Penda (died 15 November 655) was a 7th-century king of Mercia, the Anglo-Saxon kingdom in what is today the Midlands. A pagan at a time when Christianity was taking hold in many of the Anglo-Saxon kingdoms, Penda took over the Severn Valley in 628 following the Battle of Cirencester before participating in the defeat of the powerful Northumbrian king Edwin at the Battle of Hatfield Chase in 633.

Nine years later, he defeated and killed Edwin's eventual successor, Oswald, at the Battle of Maserfield; from this point he was probably the most powerful of the Anglo-Saxon rulers of the time, laying the foundations for the Mercian Supremacy over the Anglo-Saxon Heptarchy. He repeatedly defeated the East Angles and drove Cenwalh the king of Wessex into exile for three years. He continued to wage war against the Bernicians of Northumbria. Thirteen years after Maserfield, he suffered a crushing defeat by Oswald's successor and brother Oswiu and was killed at the Battle of the Winwaed in the course of a final campaign against the Bernicians.

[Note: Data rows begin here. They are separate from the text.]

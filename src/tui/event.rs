use std::time::Duration;

use crossterm::event::{self, Event, KeyCode, KeyEventKind, KeyModifiers, MouseEventKind};
use log::warn;

/// TUI-specific input events
#[derive(Debug, Clone, PartialEq, Eq)]
pub enum TuiEvent {
    // Core actions (passed to core::update)
    Quit,
    Submit,
    ClearChat,     // Ctrl+L
    RecheckStatus, // Ctrl+R

    // TUI-local events (handled directly in TUI)
    InputChar(char),
    Paste(String), // Bracketed paste
    Backspace,
    Delete,
    CursorLeft,
    CursorRight,
    Home,
    End, // Cursor to end of input; also re-pins the message list to the bottom
    ScrollUp,
    ScrollDown,
    ScrollPageUp,
    ScrollPageDown,
    Resize,
}

/// Poll for an event without blocking (returns immediately)
pub fn poll_event_immediate() -> Option<TuiEvent> {
    poll_event_timeout(Duration::ZERO)
}

/// Poll for an event, blocking up to `timeout`.
///
/// Terminal read errors are logged and reported as "no event"; the loop keeps
/// running and tries again on the next tick.
pub fn poll_event_timeout(timeout: Duration) -> Option<TuiEvent> {
    match event::poll(timeout) {
        Ok(true) => {}
        Ok(false) => return None,
        Err(e) => {
            warn!("Failed to poll terminal events: {}", e);
            return None;
        }
    }

    let event = match event::read() {
        Ok(event) => event,
        Err(e) => {
            warn!("Failed to read terminal event: {}", e);
            return None;
        }
    };

    translate(event)
}

fn translate(event: Event) -> Option<TuiEvent> {
    match event {
        // Windows reports press and release; only act on press.
        Event::Key(key) if key.kind == KeyEventKind::Press => {
            log::debug!("Key event: {:?} with modifiers {:?}", key.code, key.modifiers);
            match (key.modifiers, key.code) {
                (KeyModifiers::CONTROL, KeyCode::Char('c')) => Some(TuiEvent::Quit),
                (KeyModifiers::CONTROL, KeyCode::Char('l')) => Some(TuiEvent::ClearChat),
                (KeyModifiers::CONTROL, KeyCode::Char('r')) => Some(TuiEvent::RecheckStatus),
                (KeyModifiers::CONTROL, _) => None,
                (_, KeyCode::Char(c)) => Some(TuiEvent::InputChar(c)),
                (_, KeyCode::Backspace) => Some(TuiEvent::Backspace),
                (_, KeyCode::Delete) => Some(TuiEvent::Delete),
                (_, KeyCode::Enter) => Some(TuiEvent::Submit),
                (_, KeyCode::Esc) => Some(TuiEvent::Quit),
                (_, KeyCode::Left) => Some(TuiEvent::CursorLeft),
                (_, KeyCode::Right) => Some(TuiEvent::CursorRight),
                (_, KeyCode::Home) => Some(TuiEvent::Home),
                (_, KeyCode::End) => Some(TuiEvent::End),
                (_, KeyCode::Up) => Some(TuiEvent::ScrollUp),
                (_, KeyCode::Down) => Some(TuiEvent::ScrollDown),
                (_, KeyCode::PageUp) => Some(TuiEvent::ScrollPageUp),
                (_, KeyCode::PageDown) => Some(TuiEvent::ScrollPageDown),
                _ => None,
            }
        }
        Event::Mouse(mouse) => match mouse.kind {
            MouseEventKind::ScrollUp => Some(TuiEvent::ScrollUp),
            MouseEventKind::ScrollDown => Some(TuiEvent::ScrollDown),
            _ => None,
        },
        Event::Paste(data) => Some(TuiEvent::Paste(data)),
        Event::Resize(_, _) => Some(TuiEvent::Resize),
        _ => None,
    }
}
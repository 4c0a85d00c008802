//! # TitleBar Component
//!
//! Top status bar: application name, backend status label, and a "↓ New"
//! marker when the user has scrolled away from fresh bubbles.
//!
//! Purely presentational. The status label and its text come from core
//! state; `has_unseen_content` comes from the message list's scroll state.
//!
//! ```text
//! Gemma Chat | Gemma3 model available | ↓ New
//! ```

use ratatui::Frame;
use ratatui::layout::Rect;
use ratatui::style::{Color, Modifier, Style};
use ratatui::text::{Line, Span};

use crate::core::status::StatusLabel;
use crate::tui::component::Component;

pub const APP_TITLE: &str = "Gemma Chat";

pub struct TitleBar {
    pub status: StatusLabel,
    /// Rendered status text (e.g. "Gemma3 model available")
    pub status_text: String,
    pub has_unseen_content: bool,
}

impl TitleBar {
    pub fn new(status: StatusLabel, status_text: String, has_unseen_content: bool) -> Self {
        Self {
            status,
            status_text,
            has_unseen_content,
        }
    }
}

/// Green when the model is there, yellow when the backend is up without it,
/// red when offline, grey while the first check is pending.
pub(crate) fn status_style(status: &StatusLabel) -> Style {
    match status {
        StatusLabel::Checking => Style::default()
            .fg(Color::DarkGray)
            .add_modifier(Modifier::ITALIC),
        StatusLabel::Online {
            model_available: Some(true),
        } => Style::default().fg(Color::Green),
        StatusLabel::Online { .. } => Style::default().fg(Color::Yellow),
        StatusLabel::Offline => Style::default().fg(Color::Red).add_modifier(Modifier::BOLD),
    }
}

impl Component for TitleBar {
    fn render(&mut self, frame: &mut Frame, area: Rect) {
        let separator = Span::styled(" | ", Style::default().fg(Color::DarkGray));
        let mut spans = vec![
            Span::styled(APP_TITLE, Style::default().add_modifier(Modifier::BOLD)),
            separator.clone(),
            Span::styled(self.status_text.clone(), status_style(&self.status)),
        ];
        if self.has_unseen_content {
            spans.push(separator);
            spans.push(Span::styled("↓ New", Style::default().fg(Color::Cyan)));
        }

        frame.render_widget(Line::from(spans), area);
    }
}
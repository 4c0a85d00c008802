//! # InputBox Component
//!
//! Single-buffer text input at the bottom of the screen.
//!
//! ## Responsibilities
//!
//! - Capture text input and paste
//! - Editing: backspace, delete, left/right, home/end
//! - Emit `Submit` on Enter, unless the send control is disabled
//!
//! The buffer is hard-wrapped by display width (not word-wrapped), so the
//! cursor position on screen is exact for wide and combining characters.
//! The box grows with its content up to `MAX_VISIBLE_LINES`, then scrolls.

use ratatui::Frame;
use ratatui::layout::Rect;
use ratatui::style::{Color, Modifier, Style};
use ratatui::text::Line;
use ratatui::widgets::{Block, BorderType, Padding, Paragraph};
use unicode_width::UnicodeWidthChar;

use crate::tui::component::{Component, EventHandler};
use crate::tui::event::TuiEvent;

/// Border (2) + padding (2) consumed horizontally
const HORIZONTAL_OVERHEAD: u16 = 4;
/// Top + bottom borders
const VERTICAL_OVERHEAD: u16 = 2;
/// Content lines shown before the box starts scrolling
const MAX_VISIBLE_LINES: u16 = 5;
/// Border + padding between the area edge and the first text column
const TEXT_OFFSET_X: u16 = 2;

/// High-level events emitted by the InputBox
#[derive(Debug, Clone, PartialEq, Eq)]
pub enum InputEvent {
    Submit(String),
    ContentChanged,
}

/// Text input component.
///
/// # Props
///
/// - `disabled`: the send control is off (a reply is pending under the
///   ignore policy). Typing still works; Enter does nothing and the text stays.
///
/// # State
///
/// - `buffer`: current text
/// - `cursor`: byte offset into `buffer`, always on a char boundary
pub struct InputBox {
    pub buffer: String,
    pub disabled: bool,
    cursor: usize,
    scroll_offset: u16,
}

impl Default for InputBox {
    fn default() -> Self {
        Self::new()
    }
}

impl InputBox {
    pub fn new() -> Self {
        Self {
            buffer: String::new(),
            disabled: false,
            cursor: 0,
            scroll_offset: 0,
        }
    }

    /// Height for the current buffer at `width`, borders included.
    pub fn calculate_height(&self, width: u16) -> u16 {
        let lines = layout_lines(&self.buffer, inner_width(width)).len() as u16;
        lines.clamp(1, MAX_VISIBLE_LINES) + VERTICAL_OVERHEAD
    }

    /// (row, column) of the cursor within the wrapped buffer.
    fn cursor_row_col(&self, width: u16) -> (u16, u16) {
        let lines = layout_lines(&self.buffer, width);
        let row = lines
            .iter()
            .rposition(|&(start, _)| start <= self.cursor)
            .unwrap_or(0);
        let start = lines.get(row).map_or(0, |&(start, _)| start);
        (row as u16, display_width(&self.buffer[start..self.cursor]))
    }

    fn insert_str(&mut self, text: &str) {
        self.buffer.insert_str(self.cursor, text);
        self.cursor += text.len();
    }

    fn prev_boundary(&self) -> usize {
        self.buffer[..self.cursor]
            .char_indices()
            .next_back()
            .map_or(0, |(i, _)| i)
    }

    fn next_boundary(&self) -> usize {
        self.buffer[self.cursor..]
            .chars()
            .next()
            .map_or(self.buffer.len(), |c| self.cursor + c.len_utf8())
    }
}

/// Usable text columns inside the bordered, padded block.
fn inner_width(width: u16) -> u16 {
    width.saturating_sub(HORIZONTAL_OVERHEAD)
}

fn display_width(text: &str) -> u16 {
    text.chars()
        .map(|c| UnicodeWidthChar::width(c).unwrap_or(0) as u16)
        .sum()
}

/// Splits `text` into display lines of at most `width` columns.
///
/// Returns `(start, end)` byte ranges; a `\n` ends a line and is not part of
/// either neighbour. A full last line is followed by an empty one so the
/// cursor has somewhere to sit.
fn layout_lines(text: &str, width: u16) -> Vec<(usize, usize)> {
    let width = width.max(1);
    let mut lines = Vec::new();
    let mut start = 0;
    let mut used: u16 = 0;

    for (i, c) in text.char_indices() {
        if c == '\n' {
            lines.push((start, i));
            start = i + 1;
            used = 0;
            continue;
        }
        let w = UnicodeWidthChar::width(c).unwrap_or(0) as u16;
        if used + w > width && used > 0 {
            lines.push((start, i));
            start = i;
            used = 0;
        }
        used += w;
    }

    lines.push((start, text.len()));
    if used >= width {
        lines.push((text.len(), text.len()));
    }
    lines
}

impl Component for InputBox {
    fn render(&mut self, frame: &mut Frame, area: Rect) {
        let width = inner_width(area.width);
        let visible = area.height.saturating_sub(VERTICAL_OVERHEAD).max(1);
        let (cursor_row, cursor_col) = self.cursor_row_col(width);

        // Keep the cursor line inside the visible window
        if cursor_row < self.scroll_offset {
            self.scroll_offset = cursor_row;
        } else if cursor_row >= self.scroll_offset + visible {
            self.scroll_offset = cursor_row + 1 - visible;
        }

        let lines: Vec<Line> = layout_lines(&self.buffer, width)
            .into_iter()
            .map(|(start, end)| Line::raw(&self.buffer[start..end]))
            .collect();

        let (title, style) = if self.disabled {
            (
                "Waiting for reply...",
                Style::default()
                    .fg(Color::DarkGray)
                    .add_modifier(Modifier::DIM),
            )
        } else {
            ("Message (Enter to send)", Style::default().fg(Color::Green))
        };

        let block = Block::bordered()
            .border_type(BorderType::Rounded)
            .title(title)
            .padding(Padding::horizontal(1));

        let input = Paragraph::new(lines)
            .block(block)
            .style(style)
            .scroll((self.scroll_offset, 0));
        frame.render_widget(input, area);

        let x = area.x + TEXT_OFFSET_X + cursor_col;
        let y = area.y + 1 + cursor_row - self.scroll_offset;
        frame.set_cursor_position((x, y));
    }
}

impl EventHandler for InputBox {
    type Event = InputEvent;

    fn handle_event(&mut self, event: &TuiEvent) -> Option<Self::Event> {
        match event {
            TuiEvent::InputChar(c) => {
                let mut tmp = [0u8; 4];
                self.insert_str(c.encode_utf8(&mut tmp));
                Some(InputEvent::ContentChanged)
            }
            TuiEvent::Paste(text) => {
                let text = text.replace("\r\n", "\n").replace('\r', "\n");
                self.insert_str(&text);
                Some(InputEvent::ContentChanged)
            }
            TuiEvent::Backspace if self.cursor > 0 => {
                let prev = self.prev_boundary();
                self.buffer.drain(prev..self.cursor);
                self.cursor = prev;
                Some(InputEvent::ContentChanged)
            }
            TuiEvent::Delete if self.cursor < self.buffer.len() => {
                let next = self.next_boundary();
                self.buffer.drain(self.cursor..next);
                Some(InputEvent::ContentChanged)
            }
            TuiEvent::CursorLeft if self.cursor > 0 => {
                self.cursor = self.prev_boundary();
                Some(InputEvent::ContentChanged)
            }
            TuiEvent::CursorRight if self.cursor < self.buffer.len() => {
                self.cursor = self.next_boundary();
                Some(InputEvent::ContentChanged)
            }
            TuiEvent::Home if self.cursor > 0 => {
                self.cursor = 0;
                Some(InputEvent::ContentChanged)
            }
            TuiEvent::End if self.cursor < self.buffer.len() => {
                self.cursor = self.buffer.len();
                Some(InputEvent::ContentChanged)
            }
            TuiEvent::Submit if !self.disabled && !self.buffer.trim().is_empty() => {
                let text = std::mem::take(&mut self.buffer);
                self.cursor = 0;
                self.scroll_offset = 0;
                Some(InputEvent::Submit(text))
            }
            _ => None,
        }
    }
}
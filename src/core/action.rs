//! # Actions
//!
//! Everything that can happen in the chat becomes an `Action`.
//! User presses Enter? That's `Action::Submit(text)`.
//! Backend answers? That's `Action::ReplyReceived { .. }`.
//!
//! The `update()` function takes the current state and an action, mutates
//! the state, and returns an `Effect` describing the I/O to perform next.
//! No side effects here. I/O happens in `core::client::perform`.
//!
//! ```text
//! State + Action  →  update()  →  New State + Effect
//! ```
//!
//! Every request an `Effect` starts settles as exactly one follow-up
//! action, success or failure, which is what returns the loading state to
//! `Idle` on every path.

use log::{debug, info, warn};

use crate::backend::{BackendError, ChatReply, ServiceStatus};
use crate::core::message::{
    Bubble, CLEAR_FAILED_TEXT, CLEARED_TEXT, NO_RESPONSE_TEXT, SEND_FAILED_TEXT,
};
use crate::core::state::{App, LoadingState, OverlapPolicy};
use crate::core::status::StatusLabel;

#[derive(Debug)]
pub enum Action {
    /// Probe backend availability.
    CheckStatus,
    StatusChecked(Result<ServiceStatus, BackendError>),
    /// User submitted text (not yet validated).
    Submit(String),
    ReplyReceived {
        request_id: u64,
        reply: Result<ChatReply, BackendError>,
    },
    /// User asked to clear the conversation.
    Clear,
    ClearFinished(Result<(), BackendError>),
    Quit,
}

/// I/O requested by `update()`.
#[derive(Debug, Clone, PartialEq, Eq)]
pub enum Effect {
    None,
    Quit,
    CheckStatus,
    SendMessage {
        request_id: u64,
        text: String,
        /// Pending request this one replaces; its task should be aborted.
        supersedes: Option<u64>,
    },
    Clear,
}

pub fn update(app: &mut App, action: Action) -> Effect {
    match action {
        Action::CheckStatus => Effect::CheckStatus,

        Action::StatusChecked(result) => {
            app.status = StatusLabel::from_check(&result);
            Effect::None
        }

        Action::Submit(text) => {
            let text = text.trim();
            if text.is_empty() {
                return Effect::None;
            }

            match (app.loading, app.overlap_policy) {
                (LoadingState::Idle, _) => {
                    app.messages.push(Bubble::user(text));
                    start_send(app, text.to_string(), None)
                }
                (LoadingState::Waiting { request_id }, OverlapPolicy::Ignore) => {
                    debug!("Submit ignored: request {} still pending", request_id);
                    Effect::None
                }
                (LoadingState::Waiting { .. }, OverlapPolicy::Queue) => {
                    app.messages.push(Bubble::user(text));
                    app.queued.push_back(text.to_string());
                    info!("Queued message ({} waiting)", app.queued.len());
                    Effect::None
                }
                (LoadingState::Waiting { request_id }, OverlapPolicy::Replace) => {
                    app.messages.push(Bubble::user(text));
                    info!("Superseding pending request {}", request_id);
                    start_send(app, text.to_string(), Some(request_id))
                }
            }
        }

        Action::ReplyReceived { request_id, reply } => {
            if !app.loading.is_waiting_for(request_id) {
                info!("Discarding stale reply for request {}", request_id);
                return Effect::None;
            }

            let bubble = match reply {
                Ok(ChatReply {
                    formatted: Some(html),
                    ..
                }) => Bubble::bot_markup(&html, app.sanitizer.as_ref()),
                Ok(ChatReply {
                    text: Some(text), ..
                }) => Bubble::bot(text),
                Ok(ChatReply { error, .. }) => {
                    warn!("Reply for request {} had no content (error: {:?})", request_id, error);
                    Bubble::error(NO_RESPONSE_TEXT)
                }
                Err(e) => {
                    warn!("Request {} failed: {}", request_id, e);
                    Bubble::error(SEND_FAILED_TEXT)
                }
            };
            app.messages.push(bubble);
            app.loading = LoadingState::Idle;

            match app.queued.pop_front() {
                Some(next) => start_send(app, next, None),
                None => Effect::None,
            }
        }

        Action::Clear => Effect::Clear,

        Action::ClearFinished(Ok(())) => {
            if !app.queued.is_empty() {
                info!("Clear dropped {} queued message(s)", app.queued.len());
                app.queued.clear();
            }
            app.messages = vec![Bubble::bot(CLEARED_TEXT)];
            Effect::None
        }

        Action::ClearFinished(Err(e)) => {
            warn!("Clear failed: {}", e);
            app.messages.push(Bubble::error(CLEAR_FAILED_TEXT));
            Effect::None
        }

        Action::Quit => Effect::Quit,
    }
}

/// Moves to `Waiting` under a fresh request id.
fn start_send(app: &mut App, text: String, supersedes: Option<u64>) -> Effect {
    let request_id = app.take_request_id();
    app.loading = LoadingState::Waiting { request_id };
    Effect::SendMessage {
        request_id,
        text,
        supersedes,
    }
}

The source for Penda's life which can most securely be called the earliest, and which is the most detailed, is Bede's Ecclesiastical History of the English People (completed c. 731; chapters II.20, III.7, III.16–18, III.21, III.24). Penda also appears prominently in the Anglo-Saxon Chronicle, whose sources and so reliability for this period are unclear, and in the early ninth-century Historia Brittonum, which adds a little more possibly reliable information to Bede's account. He seems also to be mentioned, as Panna ap Pyd, in the perhaps seventh-century Welsh praise-poem Marwnad Cynddylan, which says of Cynddylan: 'pan fynivys mab pyd mor fu parawd' ('when the son of Pyd wished, how ready was he'). Penda and his family seem to have given their names to a number of places in the West Midlands, including Pinbury, Peddimore, and Pinvin.

The etymology of the name Penda is unknown. Penda of Mercia is the only person recorded in the comprehensive Prosopography of Anglo-Saxon England with this name.

Suggestions for etymologies of the name are essentially divided between a Celtic and a Germanic origin.

The names of members of a Northumbrian [spiritual] brotherhood are recorded in the ninth-century Liber vitae Dunelmensis; the name Penda occurs in this list and is categorised as a British (Welsh) name. John T. Koch noted that "Penda and a number of other royal names from early Anglian Mercia have more obvious Brythonic than German explanations, though they do not correspond to known Welsh names." These royal names include those of Penda's father Pybba, and of his son Peada. It has been suggested that the firm alliance between Penda and various British princes might be the result of a "racial cause."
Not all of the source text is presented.